Cybersecurity 2 min read
NIS2 for SMBs: a 90-day plan to start without freezing operations
A practical guide to prioritize NIS2 measures in an SMB: scope, evidence, owners, risks, and the first technical controls.
In this article +
NIS2 is not solved by buying a tool. For an SMB, real progress starts when the team knows which assets are critical, who owns them, and which evidence can be shown after an incident or audit.
This guide is not legal advice. It turns a broad obligation into an initial technical plan that a small team can execute without freezing the business.
Short answer
An SMB should start NIS2 with three deliverables: an asset inventory, a risk register, and a prioritized control plan. Then it should close basic controls around identity, backups, patching, incident response, and supplier management.
Initial prioritization
| Week | Goal | Useful evidence | Risk reduced |
|---|---|---|---|
| 1-2 | Define scope and critical assets | Inventory of systems, domains, applications, and owners | Not knowing what to protect |
| 3-4 | Assess the main risks | Risk matrix with impact, probability, and owner | Prioritizing by intuition |
| 5-6 | Review identity and access | Privileged users, MFA, joiners and leavers | Account compromise |
| 7-8 | Validate backups and recovery | Documented restore test | Long operational outage |
| 9-10 | Review critical suppliers | List of third parties and processed data | Inherited third-party risk |
| 11-12 | Simulate an incident | Runbook, owners, and response times | Improvisation during a crisis |
Recommended workflow
flowchart TD
A[Asset inventory] --> B[Risk map]
B --> C[Priority controls]
C --> D[Remediation plan]
D --> E[Evidence test]
E --> F[Monthly review]
F --> B
Controls that usually pay back first
| Control | Why it matters | Pragmatic implementation |
|---|---|---|
| MFA on critical accounts | Reduces unauthorized access from leaked credentials | Start with email, admins, VPN, and cloud panels |
| Tested backups | An untested backup is an assumption | Run a partial restore every quarter |
| Patch management | Lowers exposure to known vulnerabilities | Monthly windows and justified exceptions |
| Supplier register | NIS2 looks at the supply chain | Classify third parties by criticality and data handled |
| Incident runbook | Prevents slow decisions during a crisis | One-page document with roles, contacts, and steps |
The common mistake
The common mistake is starting with long documents before knowing which systems support the operation. Documentation matters, but it must come from technical reality: assets, data, permissions, logs, backups, and contracts.
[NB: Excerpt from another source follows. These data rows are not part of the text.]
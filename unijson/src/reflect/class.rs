use core::fmt;
use core::marker::PhantomData;
use core::ops::Deref;

use super::{take_value, Reflect, Shape, TypeInfo, TypeRef, Typed};
use crate::de::Deserializer;
use crate::error::{Error, Result};
use crate::hooks::{
    DeserializationListener, JsonDeserialize, JsonSerialize, SerializationListener
};
use crate::node::Node;
use crate::options::{NodeOptions, ObjectOptions, ObjectTypes};
use crate::ser::Serializer;

/// Per member options and key override.
#[derive(Debug, Clone, Default, PartialEq, Eq)]
pub struct NodeAttribute {
    pub options: NodeOptions,
    pub key: Option<String>,
}

/// Marks the member capturing unknown keys.
#[derive(Debug, Clone, Copy, Default, PartialEq, Eq)]
pub struct ExtrasAttribute {
    pub options: NodeOptions,
}

/// Value domains accepted by a dynamically typed member or parameter.
#[derive(Debug, Clone, Default)]
pub struct Restriction {
    types: ObjectTypes,
    custom: Vec<TypeRef>,
}

impl Restriction {
    pub fn new(types: ObjectTypes) -> Self {
        Restriction { types, custom: Vec::new() }
    }

    /// Allow the listed custom types, tried in order before falling back to
    /// a map.
    ///
    /// Fails when `types` does not include [`ObjectTypes::CUSTOM`].
    pub fn with_custom<I>(types: ObjectTypes, custom: I) -> Result<Self>
        where I: IntoIterator<Item = TypeRef>
    {
        let custom: Vec<TypeRef> = custom.into_iter().collect();
        if !custom.is_empty() && !types.supports_custom() {
            return Err(Error::InvalidArgument(
                "restrictions do not allow custom types".into()));
        }
        Ok(Restriction { types, custom })
    }

    #[inline]
    pub fn types(&self) -> ObjectTypes {
        self.types
    }

    /// The declared custom types as written.
    pub fn custom(&self) -> &[TypeRef] {
        &self.custom
    }

    /// The declared custom types, keeping only class types and dropping
    /// repeats.
    pub fn custom_types(&self) -> Vec<&'static TypeInfo> {
        let mut types: Vec<&'static TypeInfo> = Vec::with_capacity(self.custom.len());
        for info in self.custom.iter().map(|ty| ty.get()) {
            if info.as_class().is_some() && !types.iter().any(|seen| seen.type_id() == info.type_id()) {
                types.push(info);
            }
        }
        types
    }
}

#[derive(Debug, Clone, Copy, PartialEq, Eq)]
pub enum MemberKind {
    Field,
    Property,
}

/// A member value as returned by an accessor.
pub enum MemberValue<'a> {
    Ref(&'a dyn Reflect),
    Owned(Box<dyn Reflect>),
}

impl Deref for MemberValue<'_> {
    type Target = dyn Reflect;

    fn deref(&self) -> &dyn Reflect {
        match self {
            MemberValue::Ref(value) => *value,
            MemberValue::Owned(value) => value.as_ref(),
        }
    }
}

/// Uniform accessor over fields, properties and static properties.
pub trait Access: Send + Sync {
    fn get<'a>(&self, obj: &'a dyn Reflect) -> Result<MemberValue<'a>>;
    /// Direct mutable access; `None` for members without storage.
    fn get_mut<'a>(&self, obj: &'a mut dyn Reflect) -> Result<Option<&'a mut dyn Reflect>>;
    /// Write a value. Null writes [`Typed::null_value`] or nothing.
    fn set(&self, obj: &mut dyn Reflect, value: Option<Box<dyn Reflect>>) -> Result<()>;
    fn can_read(&self) -> bool;
    fn can_write(&self) -> bool;
}

fn object_ref<C: Typed>(obj: &dyn Reflect) -> Result<&C> {
    obj.downcast_ref::<C>().ok_or_else(|| wrong_object::<C>(obj))
}

fn object_mut<C: Typed>(obj: &mut dyn Reflect) -> Result<&mut C> {
    if !obj.is::<C>() {
        return Err(wrong_object::<C>(obj));
    }
    obj.downcast_mut::<C>().ok_or_else(|| Error::InvalidArgument(
        format!("expected an instance of `{}`", C::type_info().type_name())))
}

fn wrong_object<C: Typed>(obj: &dyn Reflect) -> Error {
    Error::InvalidArgument(format!(
        "expected an instance of `{}`, found `{}`",
        C::type_info().type_name(),
        obj.reflect_type_info().type_name()))
}

fn resolve_value<F: Typed>(value: Option<Box<dyn Reflect>>) -> Result<Option<F>> {
    match value {
        Some(value) => take_value(Some(value)).map(Some),
        None => Ok(F::null_value())
    }
}

struct FieldAccess<C, F> {
    get: fn(&C) -> &F,
    get_mut: fn(&mut C) -> &mut F,
}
A good first diagnosis answers:
- Which systems cannot be down for more than one day.
- Which accounts could cause the most damage if compromised.
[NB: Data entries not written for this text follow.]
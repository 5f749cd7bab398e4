//! Descriptor driven deserializer over the JSON [`Node`] tree.
use core::fmt;
use core::str::FromStr;
use std::collections::{HashMap, HashSet};
use std::hash::Hash;
use std::sync::{Arc, OnceLock, PoisonError, RwLock};

use log::{debug, trace};

use crate::error::{Error, Result};
use crate::hooks::DeserializeHook;
use crate::instantiate::{Instantiater, SimpleInstantiater};
use crate::introspect;
use crate::node::Node;
use crate::options::{NodeOptions, ObjectTypes};
use crate::parse::parse;
use crate::reflect::{
    take_option, ClassInfo, DictionaryInfo, EnumInfo, ListInfo, Member, MemberValue, NumberKind,
    Phase, Reflect, Restriction, Shape, TypeInfo, TypeRef, Typed
};
use crate::value::{Map, Value};

/// Reads typed values from JSON nodes.
///
/// Class instances are created by the [`Instantiater`] and then filled
/// member by member. The deserializer itself carries no per call state and
/// may be shared between threads. A process-wide instance is available
/// through [`Deserializer::default_instance`].
#[derive(Clone)]
pub struct Deserializer {
    instantiater: Arc<dyn Instantiater>,
    hook: Option<Arc<dyn DeserializeHook>>,
}

static DEFAULT: OnceLock<RwLock<Arc<Deserializer>>> = OnceLock::new();

fn default_cell() -> &'static RwLock<Arc<Deserializer>> {
    DEFAULT.get_or_init(|| RwLock::new(Arc::new(Deserializer::new())))
}

impl Default for Deserializer {
    fn default() -> Self {
        Self::new()
    }
}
- Which suppliers have access to data or infrastructure.
- Which evidence exists today and which evidence is missing.
- Which measures reduce the most risk with the least disruption.
Progress indicators
| Indicator | Good | Bad |
|---|---|---|
| Inventoried assets | Owner and criticality defined | Technical list with no owner |
| Risks | Prioritized by operational impact | Everything has the same priority |
| Evidence | Screenshots, logs, tests, and dates | Claims without proof |
| Incidents | Roles and timing defined | ”Call IT” |
| Suppliers | Contracts and access reviewed | Nobody knows who can access what |
Working sources
- Google Search Central recommends useful, original content with demonstrable experience. This article avoids promising a magic checklist and focuses on verifiable operational decisions.
- Security practices must be adapted to each company’s sector, size, systems, and concrete obligations.